§ Exercise prompt:
Work out how many lines of the listing below hold the word "ProtectedCategory", and give that number only.

START Supplied data

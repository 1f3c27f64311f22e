use crate::domain::a002_inventory_item::{InventoryItem, InventoryItemDto, ItemId, SizeLabel};
use crate::domain::common::AggregateId;
use crate::shared::InventoryState;
use crate::usecases::common::{UseCaseResult, ValidationError};
use crate::usecases::u501_taxonomy_consistency::validate_item_placement;

fn parse_item_id(id: Option<&String>) -> UseCaseResult<ItemId> {
    let raw = id.ok_or_else(|| ValidationError::UnknownItem(String::new()))?;
    ItemId::from_string(raw).map_err(|_| ValidationError::UnknownItem(raw.clone()))
}

/// Добавить товар. Размещение исправляется движком таксономии.
pub fn add_item(state: &mut InventoryState, dto: &InventoryItemDto) -> UseCaseResult<ItemId> {
    let mut item = InventoryItem::new_from_dto(dto);
    item.validate().map_err(ValidationError::InvalidItem)?;

    validate_item_placement(&mut state.taxonomy, &mut item);
    item.before_write();

    let id = item.base.id;
    log::info!("item added: {} ({})", item.name(), item.sku());
    state.catalog.push(item);
    Ok(id)
}

/// Обновить товар по данным формы
pub fn update_item(state: &mut InventoryState, dto: &InventoryItemDto) -> UseCaseResult<()> {
    let id = parse_item_id(dto.id.as_ref())?;
    let index = state
        .catalog
        .iter()
        .position(|i| i.base.id == id)
        .ok_or_else(|| ValidationError::UnknownItem(id.as_string()))?;

    let mut item = state.catalog[index].clone();
    item.update(dto);
    item.validate().map_err(ValidationError::InvalidItem)?;

    validate_item_placement(&mut state.taxonomy, &mut item);
    item.before_write();

    log::info!("item updated: {} ({})", item.name(), item.sku());
    state.catalog[index] = item;
    Ok(())
}

pub fn delete_item(state: &mut InventoryState, id: ItemId) -> UseCaseResult<InventoryItem> {
    let index = state
        .catalog
        .iter()
        .position(|i| i.base.id == id)
        .ok_or_else(|| ValidationError::UnknownItem(id.as_string()))?;
    let removed = state.catalog.remove(index);
    log::info!("item deleted: {} ({})", removed.name(), removed.sku());
    Ok(removed)
}

/// Списать проданное количество; возвращает остаток по размеру
pub fn record_sale(
    state: &mut InventoryState,
    id: ItemId,
    size: SizeLabel,
    quantity: u32,
) -> UseCaseResult<u32> {
    if quantity == 0 {
        return Err(ValidationError::InvalidQuantity);
    }
    let item = state
        .item_mut(id)
        .ok_or_else(|| ValidationError::UnknownItem(id.as_string()))?;

    let available = item.sizes.get(size);
    if quantity > available {
        return Err(ValidationError::InsufficientStock {
            size: size.to_string(),
            available,
        });
    }

    let remaining = available - quantity;
    item.sizes.set(size, remaining);
    item.touch_updated();
    log::info!(
        "sale recorded: {} size {} x{} ({} left)",
        item.sku(),
        size,
        quantity,
        remaining
    );
    Ok(remaining)
}

#[cfg(test)]
mod tests {
    use super::*;
    use crate::domain::a001_category::{CategoryId, DEFAULT_SUBCATEGORY, UNCATEGORIZED};
    use crate::domain::a002_inventory_item::Sizes;
    use crate::shared::seed;
    use crate::usecases::u501_taxonomy_consistency::item_count_for;

    fn dto_for(state: &InventoryState, category: &str, subcategory: &str) -> InventoryItemDto {
        let category = state.taxonomy.by_name(category).unwrap();
        InventoryItemDto {
            name: "Polo Shirt".into(),
            sku: "MEN-POL-001".into(),
            category_id: Some(category.id),
            subcategory_id: category.subcategory_by_name(subcategory).map(|s| s.id),
            sizes: Sizes::from_pairs(&[(SizeLabel::M, 4)]),
            price: 29.0,
            ..Default::default()
        }
    }

    #[test]
    fn test_add_item_increments_pair_count() {
        let mut state = seed::seed_state();
        let men = state.taxonomy.by_name("Men").unwrap();
        let (men_id, oxford_id) = (men.id, men.subcategory_by_name("Oxford").unwrap().id);
        let before = item_count_for(&state.catalog, men_id, oxford_id);

        let dto = dto_for(&state, "Men", "Oxford");
        let id = add_item(&mut state, &dto).unwrap();

        assert_eq!(item_count_for(&state.catalog, men_id, oxford_id), before + 1);
        assert_eq!(state.item(id).unwrap().name(), "Polo Shirt");
    }

    #[test]
    fn test_add_item_without_category_lands_in_sentinel() {
        let mut state = seed::seed_state();
        let mut dto = dto_for(&state, "Men", "Oxford");
        dto.category_id = None;
        dto.subcategory_id = None;

        let id = add_item(&mut state, &dto).unwrap();
        let item = state.item(id).unwrap();
        assert_eq!(
            state.placement_names(item),
            Some((UNCATEGORIZED, DEFAULT_SUBCATEGORY))
        );
    }

    #[test]
    fn test_add_item_rejects_invalid_fields() {
        let mut state = seed::seed_state();
        let before = state.clone();
        let mut dto = dto_for(&state, "Men", "Oxford");
        dto.price = -5.0;
        assert!(matches!(
            add_item(&mut state, &dto),
            Err(ValidationError::InvalidItem(_))
        ));
        dto.price = 5.0;
        dto.sku = "  ".into();
        assert!(add_item(&mut state, &dto).is_err());
        assert_eq!(state, before);
    }

    #[test]
    fn test_update_item_with_unknown_category_is_repaired() {
        let mut state = seed::seed_state();
        let mut dto = InventoryItemDto::from(&state.catalog[0]);
        dto.name = "Oxford Slim".into();
        dto.category_id = Some(CategoryId::new_v4());

        update_item(&mut state, &dto).unwrap();
        let item = &state.catalog[0];
        assert_eq!(item.name(), "Oxford Slim");
        assert_eq!(
            state.placement_names(item),
            Some((UNCATEGORIZED, DEFAULT_SUBCATEGORY))
        );
        assert!(state.is_consistent());
    }

    #[test]
    fn test_update_item_unknown_id() {
        let mut state = seed::seed_state();
        let mut dto = InventoryItemDto::from(&state.catalog[0]);
        dto.id = Some(ItemId::new_v4().as_string());
        assert!(matches!(
            update_item(&mut state, &dto),
            Err(ValidationError::UnknownItem(_))
        ));
        dto.id = None;
        assert!(update_item(&mut state, &dto).is_err());
    }

    #[test]
    fn test_delete_item() {
        let mut state = seed::seed_state();
        let id = state.catalog[1].base.id;
        let removed = delete_item(&mut state, id).unwrap();
        assert_eq!(removed.sku(), "MEN-CUB-001");
        assert_eq!(state.catalog.len(), 4);
        assert!(delete_item(&mut state, id).is_err());
    }

    #[test]
    fn test_record_sale_decrements_size() {
        let mut state = seed::seed_state();
        let id = state.catalog[0].base.id;
        let stock = state.catalog[0].sizes.get(SizeLabel::M);

        assert_eq!(record_sale(&mut state, id, SizeLabel::M, 2), Ok(stock - 2));
        assert_eq!(state.catalog[0].sizes.get(SizeLabel::M), stock - 2);
    }

    #[test]
    fn test_record_sale_rejections() {
        let mut state = seed::seed_state();
        let before = state.clone();
        let id = state.catalog[0].base.id;

        assert_eq!(
            record_sale(&mut state, id, SizeLabel::M, 0),
            Err(ValidationError::InvalidQuantity)
        );
        assert_eq!(
            record_sale(&mut state, id, SizeLabel::XS, 1),
            Err(ValidationError::InsufficientStock {
                size: "XS".into(),
                available: 0
            })
        );
        assert!(record_sale(&mut state, ItemId::new_v4(), SizeLabel::M, 1).is_err());
        assert_eq!(state, before);
    }
}
#[cfg(test)]
mod tests {
    use super::*;
    use crate::domain::a001_category::{Taxonomy, UNCATEGORIZED};
    use crate::domain::a002_inventory_item::{InventoryItem, Sizes};
    use crate::usecases::u501_taxonomy_consistency::item_count_for_category;

    fn item(state: &InventoryState, category: &str, subcategory: &str) -> InventoryItem {
        let category = state.taxonomy.by_name(category).unwrap();
        let subcategory = category.subcategory_by_name(subcategory).unwrap();
        InventoryItem::new_for_insert(
            format!("{} item", subcategory.name),
            format!("SKU-{}", subcategory.name),
            category.id,
            subcategory.id,
            Sizes::new(),
            20.0,
            None,
            None,
        )
    }

    fn state() -> InventoryState {
        let taxonomy = Taxonomy::new(vec![
            CategoryDefinition::with_subcategories(
                "Men",
                &["Casual Wear", "Cuban", "Default", "Oxford"],
            ),
            CategoryDefinition::with_subcategories("Women", &["Blouses", "Dresses"]),
            CategoryDefinition::new(UNCATEGORIZED),
        ]);
        let mut state = InventoryState::new(taxonomy, Vec::new());
        let items = vec![
            item(&state, "Men", "Casual Wear"),
            item(&state, "Men", "Casual Wear"),
            item(&state, "Men", "Oxford"),
            item(&state, "Women", "Dresses"),
        ];
        state.catalog = items;
        state
    }

    fn names(state: &InventoryState, category: &str) -> Vec<String> {
        state
            .taxonomy
            .by_name(category)
            .unwrap()
            .subcategory_names()
            .into_iter()
            .map(String::from)
            .collect()
    }

    #[test]
    fn test_add_category_creates_default_only() {
        let mut state = state();
        let id = add_category(&mut state, "  Kids ").unwrap();
        let category = state.taxonomy.get(id).unwrap();
        assert_eq!(category.name, "Kids");
        assert_eq!(category.subcategory_names(), vec!["Default"]);
        // Порядок вставки сохраняется
        assert_eq!(state.taxonomy.categories().last().unwrap().id, id);
    }

    #[test]
    fn test_add_category_rejects_duplicates_in_any_case() {
        let mut state = state();
        let before = state.clone();

        assert_eq!(
            add_category(&mut state, "men"),
            Err(ValidationError::DuplicateCategory("Men".into()))
        );
        assert_eq!(add_category(&mut state, "   "), Err(ValidationError::EmptyName));
        assert_eq!(state, before);
        assert_eq!(state.taxonomy.iter().filter(|c| c.name == "Men").count(), 1);
    }

    #[test]
    fn test_delete_category_moves_items_to_uncategorized() {
        let mut state = state();
        let men_id = state.taxonomy.by_name("Men").unwrap().id;

        let reassigned = delete_category(&mut state, men_id).unwrap();
        assert_eq!(reassigned, 3);
        assert!(state.taxonomy.by_name("Men").is_none());

        let sentinel = state.taxonomy.sentinel().unwrap();
        let default_id = sentinel.default_subcategory().unwrap().id;
        assert_eq!(item_count_for(&state.catalog, sentinel.id, default_id), 3);
        assert_eq!(names(&state, UNCATEGORIZED), vec!["Default"]);
        assert!(state.is_consistent());
    }

    #[test]
    fn test_delete_category_rejects_sentinel() {
        let mut state = state();
        let before = state.clone();
        let sentinel_id = state.taxonomy.sentinel().unwrap().id;

        assert_eq!(
            delete_category(&mut state, sentinel_id),
            Err(ValidationError::ProtectedCategory(UNCATEGORIZED.into()))
        );
        assert!(delete_category(&mut state, CategoryId::new_v4()).is_err());
        assert_eq!(state, before);
    }

    #[test]
    fn test_add_subcategory_keeps_sorted_order() {
        let mut state = state();
        let women_id = state.taxonomy.by_name("Women").unwrap().id;
        add_subcategory(&mut state, women_id, "Zeta").unwrap();
        add_subcategory(&mut state, women_id, "Alpha").unwrap();
        assert_eq!(names(&state, "Women"), vec!["Alpha", "Blouses", "Dresses", "Zeta"]);
    }

    #[test]
    fn test_add_subcategory_into_empty_list() {
        let mut state = state();
        let id = state
            .taxonomy
            .push(CategoryDefinition::with_subcategories("Shoes", &[]));
        add_subcategory(&mut state, id, "Zeta").unwrap();
        add_subcategory(&mut state, id, "Alpha").unwrap();
        assert_eq!(names(&state, "Shoes"), vec!["Alpha", "Zeta"]);
    }

    #[test]
    fn test_add_subcategory_rejects_duplicates() {
        let mut state = state();
        let before = state.clone();
        let men_id = state.taxonomy.by_name("Men").unwrap().id;

        assert_eq!(
            add_subcategory(&mut state, men_id, "oxford"),
            Err(ValidationError::DuplicateSubcategory {
                category: "Men".into(),
                name: "Oxford".into(),
            })
        );
        assert_eq!(add_subcategory(&mut state, men_id, ""), Err(ValidationError::EmptyName));
        assert!(add_subcategory(&mut state, CategoryId::new_v4(), "Polo").is_err());
        assert_eq!(state, before);
    }

    #[test]
    fn test_delete_subcategory_moves_items_to_default() {
        let mut state = state();
        let men = state.taxonomy.by_name("Men").unwrap();
        let men_id = men.id;
        let casual_id = men.subcategory_by_name("Casual Wear").unwrap().id;
        let default_id = men.default_subcategory().unwrap().id;

        let reassigned = delete_subcategory(&mut state, men_id, casual_id).unwrap();
        assert_eq!(reassigned, 2);
        assert_eq!(names(&state, "Men"), vec!["Cuban", "Default", "Oxford"]);
        assert_eq!(item_count_for(&state.catalog, men_id, default_id), 2);
        assert_eq!(item_count_for_category(&state.catalog, men_id), 3);
        assert!(state.is_consistent());
    }

    #[test]
    fn test_delete_subcategory_adds_missing_default() {
        let mut state = state();
        let women = state.taxonomy.by_name("Women").unwrap();
        let women_id = women.id;
        let dresses_id = women.subcategory_by_name("Dresses").unwrap().id;

        assert_eq!(delete_subcategory(&mut state, women_id, dresses_id), Ok(1));
        assert_eq!(names(&state, "Women"), vec!["Blouses", "Default"]);
        let item = state.catalog.iter().find(|i| i.category_id == women_id).unwrap();
        assert_eq!(state.placement_names(item), Some(("Women", "Default")));
    }

    #[test]
    fn test_delete_subcategory_without_items_keeps_list_as_is() {
        let mut state = state();
        let women = state.taxonomy.by_name("Women").unwrap();
        let women_id = women.id;
        let blouses_id = women.subcategory_by_name("Blouses").unwrap().id;

        assert_eq!(delete_subcategory(&mut state, women_id, blouses_id), Ok(0));
        assert_eq!(names(&state, "Women"), vec!["Dresses"]);
    }

    #[test]
    fn test_delete_last_subcategory_leaves_default() {
        let mut state = state();
        let id = state
            .taxonomy
            .push(CategoryDefinition::with_subcategories("Hats", &["Caps"]));
        let caps_id = state.taxonomy.get(id).unwrap().subcategories[0].id;

        assert_eq!(delete_subcategory(&mut state, id, caps_id), Ok(0));
        assert_eq!(names(&state, "Hats"), vec!["Default"]);
    }

    #[test]
    fn test_delete_subcategory_protects_sentinel_default() {
        let mut state = state();
        let before = state.clone();
        let sentinel = state.taxonomy.sentinel().unwrap();
        let (sentinel_id, default_id) = (sentinel.id, sentinel.default_subcategory().unwrap().id);

        assert!(matches!(
            delete_subcategory(&mut state, sentinel_id, default_id),
            Err(ValidationError::ProtectedSubcategory { .. })
        ));
        assert_eq!(state, before);
    }

    #[test]
    fn test_delete_subcategory_rejects_only_default() {
        let mut state = state();
        let id = add_category(&mut state, "Kids").unwrap();
        let default_id = state.taxonomy.get(id).unwrap().subcategories[0].id;
        let before = state.clone();

        assert_eq!(
            delete_subcategory(&mut state, id, default_id),
            Err(ValidationError::LastDefaultSubcategory("Kids".into()))
        );
        assert_eq!(state, before);
    }

    #[test]
    fn test_delete_default_with_siblings_recreates_it_for_items() {
        let mut state = state();
        let men = state.taxonomy.by_name("Men").unwrap();
        let men_id = men.id;
        let default_id = men.default_subcategory().unwrap().id;
        let mut moved = item(&state, "Men", "Default");
        moved.subcategory_id = default_id;
        state.catalog.push(moved);

        assert_eq!(delete_subcategory(&mut state, men_id, default_id), Ok(1));
        let men = state.taxonomy.get(men_id).unwrap();
        let new_default = men.default_subcategory().unwrap().id;
        assert_ne!(new_default, default_id);
        assert_eq!(item_count_for(&state.catalog, men_id, new_default), 1);
        assert!(state.is_consistent());
    }

    #[test]
    fn test_rename_category_keeps_links() {
        let mut state = state();
        let men_id = state.taxonomy.by_name("Men").unwrap().id;

        rename_category(&mut state, men_id, "Gentlemen").unwrap();
        assert!(state.taxonomy.by_name("Men").is_none());
        assert_eq!(item_count_for_category(&state.catalog, men_id), 3);
        assert!(state.is_consistent());

        // Смена регистра собственного имени допустима
        rename_category(&mut state, men_id, "GENTLEMEN").unwrap();
        assert_eq!(state.taxonomy.get(men_id).unwrap().name, "GENTLEMEN");
    }

    #[test]
    fn test_rename_category_rejections() {
        let mut state = state();
        let before = state.clone();
        let men_id = state.taxonomy.by_name("Men").unwrap().id;
        let sentinel_id = state.taxonomy.sentinel().unwrap().id;

        assert!(matches!(
            rename_category(&mut state, men_id, "women"),
            Err(ValidationError::DuplicateCategory(_))
        ));
        assert!(matches!(
            rename_category(&mut state, men_id, "uncategorized"),
            Err(ValidationError::DuplicateCategory(_))
        ));
        assert!(matches!(
            rename_category(&mut state, sentinel_id, "Misc"),
            Err(ValidationError::ProtectedCategory(_))
        ));
        assert_eq!(state, before);
    }

    #[test]
    fn test_rename_subcategory_resorts_list() {
        let mut state = state();
        let men = state.taxonomy.by_name("Men").unwrap();
        let men_id = men.id;
        let oxford_id = men.subcategory_by_name("Oxford").unwrap().id;
        let default_id = men.default_subcategory().unwrap().id;

        rename_subcategory(&mut state, men_id, oxford_id, "Button-Down").unwrap();
        assert_eq!(
            names(&state, "Men"),
            vec!["Button-Down", "Casual Wear", "Cuban", "Default"]
        );
        assert!(state.is_consistent());

        assert!(matches!(
            rename_subcategory(&mut state, men_id, default_id, "Other"),
            Err(ValidationError::ProtectedSubcategory { .. })
        ));
        assert!(matches!(
            rename_subcategory(&mut state, men_id, oxford_id, "cuban"),
            Err(ValidationError::DuplicateSubcategory { .. })
        ));
    }

    #[test]
    fn test_ensure_sentinel_repairs_loaded_state() {
        let mut state = state();
        let sentinel_id = state.taxonomy.sentinel().unwrap().id;
        state.taxonomy.remove(sentinel_id);
        state.catalog[0].category_id = CategoryId::new_v4();

        assert!(ensure_sentinel(&mut state));
        assert!(state.taxonomy.sentinel().is_some());
        assert!(state.is_consistent());
        assert_eq!(
            state.placement_names(&state.catalog[0]),
            Some((UNCATEGORIZED, DEFAULT_SUBCATEGORY))
        );

        assert!(!ensure_sentinel(&mut state));
    }

    #[test]
    fn test_invariant_holds_across_operation_sequence() {
        let mut state = state();
        let men_id = state.taxonomy.by_name("Men").unwrap().id;
        let women_id = state.taxonomy.by_name("Women").unwrap().id;

        let kids_id = add_category(&mut state, "Kids").unwrap();
        assert!(state.is_consistent());
        let toys_id = add_subcategory(&mut state, kids_id, "Toys").unwrap();
        let mut toy = item(&state, "Kids", "Toys");
        toy.subcategory_id = toys_id;
        state.catalog.push(toy);
        assert!(state.is_consistent());

        let cuban_id = state
            .taxonomy
            .get(men_id)
            .unwrap()
            .subcategory_by_name("Cuban")
            .unwrap()
            .id;
        delete_subcategory(&mut state, men_id, cuban_id).unwrap();
        assert!(state.is_consistent());
        delete_subcategory(&mut state, kids_id, toys_id).unwrap();
        assert!(state.is_consistent());
        delete_category(&mut state, women_id).unwrap();
        assert!(state.is_consistent());
        delete_category(&mut state, kids_id).unwrap();
        assert!(state.is_consistent());
        delete_category(&mut state, men_id).unwrap();
        assert!(state.is_consistent());

        assert_eq!(state.taxonomy.len(), 1);
        let sentinel = state.taxonomy.sentinel().unwrap();
        assert_eq!(item_count_for_category(&state.catalog, sentinel.id), 5);
    }
}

END Supplied data

§ Written response:
2